Plusieurs entreprises et organisations sont en train de diriger les efforts visant à apporter de la transparence à l'intelligence artificielle, notamment Google, qui a lancé GlassBox, une initiative visant à rendre le comportement des algorithmes d'apprentissage automatique plus compréhensible sans sacrifier la qualité de la sortie. La DARPA (Defense Advanced Research Projects Agency), qui supervise l'utilisation de l'IA dans l'armée, finance également un effort visant à permettre aux algorithmes d'IA d'expliquer leurs décisions.
Dans d'autres cas, le jugement humain sera essentiel pour lutter contre les préjugés. Afin d'empêcher que des biais humains existants, raciaux et sociaux, ne se glissent dans les algorithmes de HART, l'agent de police de Durham a organisé avec le personnel de son personnel des séances de sensibilisation aux préjugés inconscients. Les forces de police ont également pris des mesures pour supprimer des points de données tels que les traits raciaux, qui pourraient créer le motif de décisions biaisées.
Responsabilité humaine
Dans une perspective différente, les algorithmes d'intelligence artificielle peuvent être l'occasion de réfléchir à nos propres préjugés et préjugés. "Le monde est biaisé, les données historiques sont biaisées, il n'est donc pas surprenant que nous recevions des résultats biaisés", a déclaré à The Guardian Sandra Wachter, chercheuse en éthique des données et algorithmes à l'Université d'Oxford.
Wachter fait partie d'une équipe de recherche de l'institut Alan Turing à Londres et de l'université d'Oxford, qui a publié un document appelant à des réglementations et à des institutions pour étudier les possibilités de discrimination par des algorithmes d'IA.

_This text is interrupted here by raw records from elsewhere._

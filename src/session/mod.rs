//! Call session management
//!
//! This module owns everything that lives for the duration of a call:
//! - `Dispatcher`: consumes ARI events and drives setup/teardown
//! - `SessionRegistry`: channel id → running worker
//! - `WorkerPool` / `CallWorker`: bounded execution of per-call workers
//! - `SessionSummary` / `WorkerStats`: reporting types

mod dispatcher;
mod registry;
mod stats;
mod worker;

pub use dispatcher::{classify, CallEvent, Dispatcher};
pub use registry::{DuplicateSession, SessionEntry, SessionRegistry};
pub use stats::{SessionSummary, WorkerStats};
pub use worker::{
    CallWorker, MediaListener, MediaListenerFactory, WorkerFactory, WorkerHandle, WorkerPool,
};
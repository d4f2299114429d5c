use std::collections::hash_map::Entry;
use std::collections::HashMap;

use chrono::{DateTime, Utc};
use tokio::sync::RwLock;

use super::stats::SessionSummary;
use super::worker::WorkerHandle;
use crate::error::{OrchestratorError, Result};

/// A live call: its worker and the resources it was given
pub struct SessionEntry {
    pub caller_id: String,
    pub port: u16,
    pub worker: WorkerHandle,
    pub registered_at: DateTime<Utc>,
}

impl SessionEntry {
    pub fn new(caller_id: impl Into<String>, port: u16, worker: WorkerHandle) -> Self {
        Self {
            caller_id: caller_id.into(),
            port,
            worker,
            registered_at: Utc::now(),
        }
    }

    fn summary(&self, channel_id: &str) -> SessionSummary {
        SessionSummary {
            channel_id: channel_id.to_string(),
            caller_id: self.caller_id.clone(),
            port: self.port,
            registered_at: self.registered_at,
            worker_running: !self.worker.is_finished(),
        }
    }
}

/// Registration refused because the channel already has a live session.
///
/// Carries the rejected entry back so its worker can be stopped.
pub struct DuplicateSession {
    pub channel_id: String,
    pub entry: SessionEntry,
}

impl DuplicateSession {
    pub fn error(&self) -> OrchestratorError {
        OrchestratorError::ProtocolAnomaly {
            channel_id: self.channel_id.clone(),
            reason: "start event for a channel that already has a live session".to_string(),
        }
    }
}

/// Live sessions keyed by channel id (at most one per channel)
#[derive(Default)]
pub struct SessionRegistry {
    sessions: RwLock<HashMap<String, SessionEntry>>,
}

impl SessionRegistry {
    pub fn new() -> Self {
        Self::default()
    }

    /// Add a session; an existing entry for `channel_id` is never replaced
    pub async fn register(
        &self,
        channel_id: &str,
        entry: SessionEntry,
    ) -> std::result::Result<(), DuplicateSession> {
        let mut sessions = self.sessions.write().await;
        match sessions.entry(channel_id.to_string()) {
            Entry::Occupied(_) => Err(DuplicateSession {
                channel_id: channel_id.to_string(),
                entry,
            }),
            Entry::Vacant(slot) => {
                slot.insert(entry);
                Ok(())
            }
        }
    }

    /// Remove and return the session for `channel_id`
    pub async fn unregister(&self, channel_id: &str) -> Result<SessionEntry> {
        let mut sessions = self.sessions.write().await;
        sessions
            .remove(channel_id)
            .ok_or_else(|| OrchestratorError::ProtocolAnomaly {
                channel_id: channel_id.to_string(),
                reason: "end event for a channel with no live session".to_string(),
            })
    }

    pub async fn contains(&self, channel_id: &str) -> bool {
        self.sessions.read().await.contains_key(channel_id)
    }

    /// Channel currently holding `port`, if any
    pub async fn port_holder(&self, port: u16) -> Option<String> {
        let sessions = self.sessions.read().await;
        sessions
            .iter()
            .find(|(_, entry)| entry.port == port)
            .map(|(id, _)| id.clone())
    }

    pub async fn len(&self) -> usize {
        self.sessions.read().await.len()
    }

    pub async fn is_empty(&self) -> bool {
        self.sessions.read().await.is_empty()
    }

    pub async fn snapshot(&self) -> Vec<SessionSummary> {
        let sessions = self.sessions.read().await;
        let mut summaries: Vec<SessionSummary> = sessions
            .iter()
            .map(|(id, entry)| entry.summary(id))
            .collect();
        summaries.sort_by(|a, b| a.registered_at.cmp(&b.registered_at));
        summaries
    }

    /// Remove every session (used on shutdown)
    pub async fn drain(&self) -> Vec<(String, SessionEntry)> {
        let mut sessions = self.sessions.write().await;
        sessions.drain().collect()
    }
}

Joanna Bryson, informaticienne à l'Université de Bath et co-auteur d'un document de recherche sur le biais algorithmique, a également déclaré au Guardian : "Beaucoup de gens disent que l'IA est préjudiciée. Non, cela montre que nous 'ont des préjugés et que l'IA l'apprend."

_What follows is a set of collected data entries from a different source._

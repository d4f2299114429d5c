use std::sync::Arc;

use anyhow::{Context, Result};
use ari_orchestrator::{
    create_router, AppState, AriClient, CallSetup, CallSetupSequencer, Config, Dispatcher,
    EventStream, MediaListenerFactory, PortAllocator, SessionRegistry, SetupNotifier,
};
use clap::Parser;
use tracing::{error, info};
use tracing_subscriber::EnvFilter;

/// Answers inbound Stasis calls, forks their media to local listeners and
/// supervises one worker per call.
#[derive(Debug, Parser)]
#[command(name = "ari-orchestrator", version)]
struct Cli {
    /// Config file (without extension); missing files are ignored
    #[arg(long, default_value = "config/ari-orchestrator")]
    config: String,

    /// Log filter used when RUST_LOG is not set
    #[arg(long, default_value = "info")]
    log_level: String,
}

#[tokio::main]
async fn main() -> Result<()> {
    let cli = Cli::parse();

    tracing_subscriber::fmt()
        .with_env_filter(
            EnvFilter::try_from_default_env().unwrap_or_else(|_| EnvFilter::new(&cli.log_level)),
        )
        .init();

    let cfg = Config::load(&cli.config)?;

    info!("{} v{}", cfg.service.name, env!("CARGO_PKG_VERSION"));
    info!("ARI endpoint: {}", cfg.ari.base_url());

    let client = Arc::new(AriClient::new(&cfg.ari));
    let sequencer = Arc::new(CallSetupSequencer::new(
        Arc::clone(&client),
        &cfg.ari,
        &cfg.media,
    ));
    let registry = Arc::new(SessionRegistry::new());
    let ports = Arc::new(
        PortAllocator::new(cfg.media.port_min, cfg.media.port_max)
            .context("Invalid media port range")?,
    );
    let (port_min, port_max) = ports.range();
    info!(
        "Media ports {}-{} forked to {}",
        port_min, port_max, cfg.media.external_host
    );

    let setup: Arc<dyn CallSetup> = match &cfg.dispatch.setup_url {
        Some(url) => {
            info!("Delegating call setup to {}", url);
            Arc::new(SetupNotifier::new(url, cfg.dispatch.setup_timeout()))
        }
        None => sequencer.clone(),
    };

    if cfg.service.http.enabled {
        let addr = format!("{}:{}", cfg.service.http.bind, cfg.service.http.port);
        let listener = tokio::net::TcpListener::bind(&addr)
            .await
            .with_context(|| format!("Failed to bind HTTP server on {}", addr))?;
        let router = create_router(AppState::new(Arc::clone(&sequencer), Arc::clone(&registry)));

        info!("HTTP server listening on {}", addr);
        tokio::spawn(async move {
            if let Err(e) = axum::serve(listener, router).await {
                error!("HTTP server failed: {}", e);
            }
        });
    }

    let mut dispatcher = Dispatcher::new(
        &cfg.dispatch,
        ports,
        setup,
        Arc::new(MediaListenerFactory::new(cfg.media.listen_host.clone())),
        Arc::clone(&registry),
    );

    let events = EventStream::connect(&cfg.ari)
        .await
        .context("Failed to connect to ARI event stream")?;

    let outcome = tokio::select! {
        result = dispatcher.run(events.into_messages()) => result,
        _ = tokio::signal::ctrl_c() => {
            info!("Interrupted, shutting down");
            Ok(())
        }
    };

    dispatcher.shutdown().await;

    outcome.context("ARI event stream failed")?;
    info!("Stopped");

    Ok(())
}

En 2016, Microsoft a lancé Tay, un bot Twitter censé apprendre des humains et engager des conversations intelligentes. Mais dans les 24 heures qui ont suivi le lancement de Tay, Microsoft a dû mettre fin à ses activités après avoir commencé à lancer des commentaires racistes, qu’il avait retenus de ses conversations avec les utilisateurs de Twitter. C’est peut-être un rappel qu’il est temps que nous, les humains, reconnaissions notre propre rôle dans l’apparition et la propagation du phénomène de biais algorithmique et prenions des mesures collectives pour en annuler les effets.
"C'est une tâche très compliquée, mais c'est une responsabilité à laquelle nous, en tant que société, ne devons pas nous soustraire", a déclaré Wachter.